Ion Th. Simionescu (born Ion Gheorghiu; 10 July 1873 – 7 January 1944) was a Romanian geologist, paleontologist and naturalist.

== Biography ==
Born in Fântânele, Bacău County, his parents Maria and Toader Gheorghiu died when he was a young child. He moved to Botoșani to be raised by his maternal grandmother. There, between 1879 and 1883, he attended the same primary school as Nicolae Iorga, who was two grades ahead. Subsequently, between 1883 and 1890, he attended A. T. Laurian High School. In the autumn of 1890, he enrolled in Iași University's sciences faculty. Among his professors were Grigore Cobălcescu and Petru Poni. After graduation in 1894, he briefly worked as a substitute teacher at his high school. In 1895, with a scholarship from the Romanian Academy, he left for the University of Vienna. There, he specialized in paleontology and geology, defending his thesis in the latter subject in 1898. He then went to the University of Grenoble, where he completed his paleontological studies. He returned to Romania in 1899 and won a competition to become a professor at the Iași mineralogy department. In 1905, he became a full professor, rising to dean of the sciences faculty in 1910. He was elected a corresponding member of the Romanian Academy, advancing to titular member in 1911. A member of the National Liberal Party, in 1919, he was elected to the Chamber of Deputies for a Botoșani seat. He served as rector at Iași from 1922 to 1923. In 1929, he became a professor at the University of Bucharest where one of his students was geologist and paleontologist Emilia Săulea. He also held important positions within the Education Ministry. He was president of the Romanian Academy from 1941 to 1944. Writing in late July 1941, amidst the ongoing Operation Barbarossa but before the Transnistria Governorate was set up, he praised the liberation of "our Transnistrian brothers", accomplished "thanks to the freedom-bringing German and Romanian armies".
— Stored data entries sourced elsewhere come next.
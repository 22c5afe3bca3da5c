//! Scaler error types.
//!
//! Three kinds cover every failure an adapter can surface:
//! configuration problems are fatal at construction, upstream problems
//! are transient and surfaced per poll (the control loop owns retry and
//! backoff), and a backend that answers without usable data is a hard
//! failure for that poll so real lag is never masked as idle.
//!
//! A checkpoint store reporting "no checkpoint for this partition" is
//! NOT an error: the checkpoint accessor returns `Ok(None)` and the lag
//! calculator falls back to its no-checkpoint estimate.

use thiserror::Error;

/// Result type alias for scaler operations.
pub type ScalerResult<T> = Result<T, ScalerError>;

/// Errors surfaced by scaler adapters and their backend collaborators.
#[derive(Debug, Error)]
pub enum ScalerError {
    #[error("invalid configuration: {0}")]
    InvalidConfiguration(String),

    #[error("upstream unavailable: {0}")]
    UpstreamUnavailable(String),

    #[error("metric unavailable: {0}")]
    MetricUnavailable(String),
}

impl ScalerError {
    /// Whether this error is transient and worth retrying on a later
    /// poll. Configuration errors are permanent until the trigger
    /// definition changes.
    pub fn is_transient(&self) -> bool {
        matches!(self, ScalerError::UpstreamUnavailable(_))
    }
}
//! lagscale-core — the uniform scaler contract.
//!
//! A *scaler* is a metric-source adapter: it polls one external backend
//! (a partitioned event stream, a cloud monitoring API) and reports a
//! single aggregated metric that an autoscaling control loop sizes
//! replicas against. This crate defines the contract every adapter
//! implements plus the pieces all of them share:
//!
//! - **[`Scaler`]** — the four-operation adapter trait (activity probe,
//!   metric poll, metric-spec declaration, resource release). The control
//!   loop depends only on `dyn Scaler`, never on concrete adapters.
//! - **[`ScalerConfig`]** — trigger configuration resolved by the control
//!   loop before construction: metadata, auth secrets, environment
//!   indirection, identity mode, scaler index.
//! - **[`ScalerError`]** — the error taxonomy shared by adapters and
//!   their backend collaborators.
//! - **metric naming** — deterministic `s{index}-…` external metric
//!   names so repeated polls correlate to the same logical series.
//!
//! Concrete adapters live in `lagscale-eventstream` and
//! `lagscale-monitor`; `lagscale-registry` builds them from a
//! [`ScalerConfig`].

pub mod config;
pub mod error;
pub mod naming;
pub mod scaler;

pub use config::{IdentityProvider, ScalerConfig};
pub use error::{ScalerError, ScalerResult};
pub use naming::{metric_name_with_index, normalize_metric_name};
pub use scaler::{AggregatedMetric, MetricSpec, Scaler, ScalerFuture, epoch_secs};
//! Error types for the watcher engine.

use std::path::PathBuf;
use thiserror::Error;

/// Errors from watcher operations.
///
/// Errors raised by calls on the caller thread are returned synchronously;
/// errors arising on the run-loop thread are delivered through
/// [`ChangeSink::report_error`](crate::ChangeSink::report_error).
#[derive(Error, Debug, Clone)]
pub enum WatchError {
    /// The run loop could not start (OS resource exhaustion, permissions).
    /// This is the only error fatal to a watcher.
    #[error("failed to initialize watcher: {reason}")]
    Initialization { reason: String },

    /// The path is not absolute, or does not refer to a directory where the
    /// platform requires one.
    #[error("cannot watch {path}: {reason}")]
    InvalidTarget { path: PathBuf, reason: String },

    /// The path is already registered with this watcher.
    #[error("already watching {path}")]
    AlreadyWatching { path: PathBuf },

    /// The OS refused to install the watch.
    #[error("failed to install watch for {path}: os error {code}")]
    WatchFailed { path: PathBuf, code: i32 },

    /// The user callback panicked; the original panic message is preserved.
    #[error("change callback failed: {message}")]
    CallbackFailure { message: String },

    /// `close` was called after a previous `close` already completed.
    #[error("watcher is already closed")]
    AlreadyClosed,

    /// Unexpected OS return on the run loop.
    #[error("internal watcher error ({context}): os error {code}")]
    Internal { code: i32, context: String },
}

impl WatchError {
    pub(crate) fn initialization(err: &std::io::Error) -> Self {
        WatchError::Initialization {
            reason: err.to_string(),
        }
    }

    pub(crate) fn watch_failed(path: PathBuf, err: &std::io::Error) -> Self {
        WatchError::WatchFailed {
            path,
            code: err.raw_os_error().unwrap_or(-1),
        }
    }

    pub(crate) fn internal(context: &str, err: &std::io::Error) -> Self {
        WatchError::Internal {
            code: err.raw_os_error().unwrap_or(-1),
            context: context.to_string(),
        }
    }

    /// The run-loop thread or its command channel went away unexpectedly.
    pub(crate) fn disconnected() -> Self {
        WatchError::Internal {
            code: -1,
            context: "run loop is gone".to_string(),
        }
    }
}

#[cfg(test)]
mod tests {
    use super::*;

    #[test]
    fn test_error_messages_name_the_path() {
        let err = WatchError::AlreadyWatching {
            path: PathBuf::from("/tmp/root"),
        };
        assert!(err.to_string().contains("/tmp/root"));

        let err = WatchError::WatchFailed {
            path: PathBuf::from("/tmp/root"),
            code: 13,
        };
        assert!(err.to_string().contains("os error 13"));
    }

    #[test]
    fn test_callback_failure_preserves_message() {
        let err = WatchError::CallbackFailure {
            message: "sink exploded".to_string(),
        };
        assert!(err.to_string().contains("sink exploded"));
    }
}
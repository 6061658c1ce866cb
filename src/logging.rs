//! Unified logging for debug output.
//!
//! Provides compact timestamped logging with per-module level configuration.
//! Supports `RUST_LOG` environment variable for runtime overrides.
//!
//! # Configuration
//!
//! ```toml
//! [logging]
//! default = "warn"  # quiet by default
//!
//! [logging.modules]
//! watcher = "debug" # enable run-loop debug logs
//! ```
//!
//! # Environment Variable
//!
//! `RUST_LOG` takes precedence over config:
//! ```bash
//! RUST_LOG=vigil=trace my-embedding-app
//! ```

use std::sync::Once;
use tracing_subscriber::fmt::time::FormatTime;
use tracing_subscriber::layer::SubscriberExt;
use tracing_subscriber::util::SubscriberInitExt;
use tracing_subscriber::{EnvFilter, Layer};

use crate::config::LoggingConfig;

static INIT: Once = Once::new();

/// Compact time format: HH:MM:SS.mmm
struct CompactTime;

impl FormatTime for CompactTime {
    fn format_time(&self, w: &mut tracing_subscriber::fmt::format::Writer<'_>) -> std::fmt::Result {
        write!(w, "{}", chrono::Local::now().format("%H:%M:%S%.3f"))
    }
}

/// Initialize logging with configuration.
///
/// Call once at startup. Safe to call multiple times (only first call takes effect).
///
/// Log levels control visibility:
/// - `error` - errors only (quietest)
/// - `warn` - errors + warnings (default, quiet operation)
/// - `info` - normal operation logs
/// - `debug` - detailed debugging
/// - `trace` - every raw OS event
///
/// The `RUST_LOG` environment variable takes precedence over config settings.
pub fn init_with_config(config: &LoggingConfig) {
    INIT.call_once(|| {
        // RUST_LOG env var takes precedence over config
        let filter = if std::env::var("RUST_LOG").is_ok() {
            EnvFilter::from_default_env()
        } else {
            let mut filter_str = config.default.clone();
            for (module, level) in &config.modules {
                filter_str.push_str(&format!(",{module}={level}"));
            }
            EnvFilter::new(&filter_str)
        };

        let fmt_layer = tracing_subscriber::fmt::layer()
            .with_target(true)
            .with_timer(CompactTime)
            .with_level(true)
            .with_filter(filter);

        tracing_subscriber::registry().with(fmt_layer).init();
    });
}

/// Initialize logging with default configuration.
///
/// Uses `LoggingConfig::default()` which sets `default = "warn"` for quiet
/// operation. Use the `RUST_LOG` environment variable for verbose output.
pub fn init() {
    init_with_config(&LoggingConfig::default());
}

/// Log an event with component context.
///
/// # Examples
/// ```ignore
/// log_event!("watcher", "started");
/// log_event!("linux", "watching", "{}", path.display());
/// ```
#[macro_export]
macro_rules! log_event {
    ($component:expr, $event:expr) => {
        tracing::info!("[{}] {}", $component, $event)
    };
    ($component:expr, $event:expr, $($arg:tt)*) => {
        tracing::info!("[{}] {}: {}", $component, $event, format!($($arg)*))
    };
}

/// Debug-only event logging.
///
/// # Examples
/// ```ignore
/// debug_event!("linux", "wakeup", "{} pending commands", n);
/// ```
#[macro_export]
macro_rules! debug_event {
    ($component:expr, $event:expr) => {
        tracing::debug!("[{}] {}", $component, $event)
    };
    ($component:expr, $event:expr, $($arg:tt)*) => {
        tracing::debug!("[{}] {}: {}", $component, $event, format!($($arg)*))
    };
}
//! Event delivery to the embedding application.
//!
//! The engine pushes every normalized event through a caller-supplied
//! [`ChangeSink`]. Sinks are always invoked from the watcher's run-loop
//! thread, never from the thread that created the watcher, so they must be
//! prepared to hand work off rather than block.

use std::panic::{self, AssertUnwindSafe};
use std::path::{Path, PathBuf};

use crossbeam_channel::Sender;

use crate::error::WatchError;
use crate::event::ChangeType;

/// Receives normalized change notifications and error reports.
///
/// Both methods are called synchronously from the run-loop thread. A panic
/// in [`path_changed`](Self::path_changed) does not kill the watcher: it is
/// caught, wrapped in [`WatchError::CallbackFailure`] with the original
/// message, and delivered through [`report_error`](Self::report_error). A
/// panic in `report_error` is logged and suppressed.
pub trait ChangeSink: Send + Sync {
    /// A change was observed under a watched root. `path` is always absolute.
    fn path_changed(&self, change: ChangeType, path: &Path);

    /// An error occurred on the run-loop thread.
    fn report_error(&self, error: &WatchError);
}

/// A sink that forwards events and errors into crossbeam channels.
///
/// Convenient for tests and for embedders that want to consume events from
/// their own thread instead of inside the watcher callback.
pub struct ChannelSink {
    events: Sender<(ChangeType, PathBuf)>,
    errors: Sender<WatchError>,
}

impl ChannelSink {
    pub fn new(events: Sender<(ChangeType, PathBuf)>, errors: Sender<WatchError>) -> Self {
        Self { events, errors }
    }
}

impl ChangeSink for ChannelSink {
    fn path_changed(&self, change: ChangeType, path: &Path) {
        let _ = self.events.send((change, path.to_path_buf()));
    }

    fn report_error(&self, error: &WatchError) {
        let _ = self.errors.send(error.clone());
    }
}

/// Wraps the user sink with panic isolation for the run loop.
///
/// The run-loop thread must survive arbitrary user callbacks, and on macOS
/// and Windows the call sites sit below C callback frames that unwinding
/// must never cross.
pub(crate) struct SinkDispatcher {
    sink: Box<dyn ChangeSink>,
}

impl SinkDispatcher {
    pub(crate) fn new(sink: Box<dyn ChangeSink>) -> Self {
        Self { sink }
    }

    /// Deliver one event, converting a sink panic into a reported
    /// `CallbackFailure`.
    pub(crate) fn dispatch(&self, change: ChangeType, path: &Path) {
        tracing::trace!("[event] {} {}", change, path.display());
        let result = panic::catch_unwind(AssertUnwindSafe(|| {
            self.sink.path_changed(change, path);
        }));
        if let Err(payload) = result {
            self.report(&WatchError::CallbackFailure {
                message: panic_message(payload.as_ref()),
            });
        }
    }

    /// Deliver an error report, suppressing any panic it raises itself.
    pub(crate) fn report(&self, error: &WatchError) {
        let result = panic::catch_unwind(AssertUnwindSafe(|| {
            self.sink.report_error(error);
        }));
        if result.is_err() {
            tracing::error!("[sink] error report for `{error}` panicked; suppressed");
        }
    }
}

fn panic_message(payload: &(dyn std::any::Any + Send)) -> String {
    if let Some(message) = payload.downcast_ref::<&str>() {
        (*message).to_string()
    } else if let Some(message) = payload.downcast_ref::<String>() {
        message.clone()
    } else {
        "non-string panic payload".to_string()
    }
}

#[cfg(test)]
mod tests {
    use super::*;
    use crossbeam_channel::unbounded;

    struct PanickingSink {
        errors: Sender<WatchError>,
    }

    impl ChangeSink for PanickingSink {
        fn path_changed(&self, _change: ChangeType, _path: &Path) {
            panic!("sink exploded");
        }

        fn report_error(&self, error: &WatchError) {
            let _ = self.errors.send(error.clone());
        }
    }

    #[test]
    fn test_dispatch_wraps_panic_in_callback_failure() {
        let (error_tx, error_rx) = unbounded();
        let dispatcher = SinkDispatcher::new(Box::new(PanickingSink { errors: error_tx }));

        dispatcher.dispatch(ChangeType::Created, Path::new("/tmp/a.txt"));

        let reported = error_rx.try_recv().expect("one error report");
        match reported {
            WatchError::CallbackFailure { message } => {
                assert!(message.contains("sink exploded"));
            }
            other => panic!("expected CallbackFailure, got {other:?}"),
        }
        assert!(error_rx.try_recv().is_err(), "exactly one report expected");
    }

    struct DoublePanicSink;

    impl ChangeSink for DoublePanicSink {
        fn path_changed(&self, _change: ChangeType, _path: &Path) {
            panic!("first failure");
        }

        fn report_error(&self, _error: &WatchError) {
            panic!("report also fails");
        }
    }

    #[test]
    fn test_panicking_report_is_suppressed() {
        let dispatcher = SinkDispatcher::new(Box::new(DoublePanicSink));
        // Must not propagate either panic.
        dispatcher.dispatch(ChangeType::Modified, Path::new("/tmp/b.txt"));
    }

    #[test]
    fn test_channel_sink_forwards_events() {
        let (event_tx, event_rx) = unbounded();
        let (error_tx, _error_rx) = unbounded();
        let sink = ChannelSink::new(event_tx, error_tx);

        sink.path_changed(ChangeType::Removed, Path::new("/tmp/gone.txt"));

        let (change, path) = event_rx.try_recv().unwrap();
        assert_eq!(change, ChangeType::Removed);
        assert_eq!(path, PathBuf::from("/tmp/gone.txt"));
    }
}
He wrote extensively about paleontology and stratigraphy, describing 707 taxa, of which at least 98 were previously unknown. Over the course of seventeen paleontological works, he named and defined the Volhynian, Bessarabian and Khersonian substages of the Sarmatian. He published a treatise on geology in 1927 and a number of studies on Romania's rock formations, particularly Dâmbovicioara, Dobrudja and the Moldavian Plateau. He was the thesis adviser to Gheorghe Macovei, who in 1909 earned the first geology doctorate in Romania. Aside from his research, he made efforts to popularize science, traveling widely and holding hundreds of conferences in locations ranging from the Romanian Athenaeum to Șendriceni village.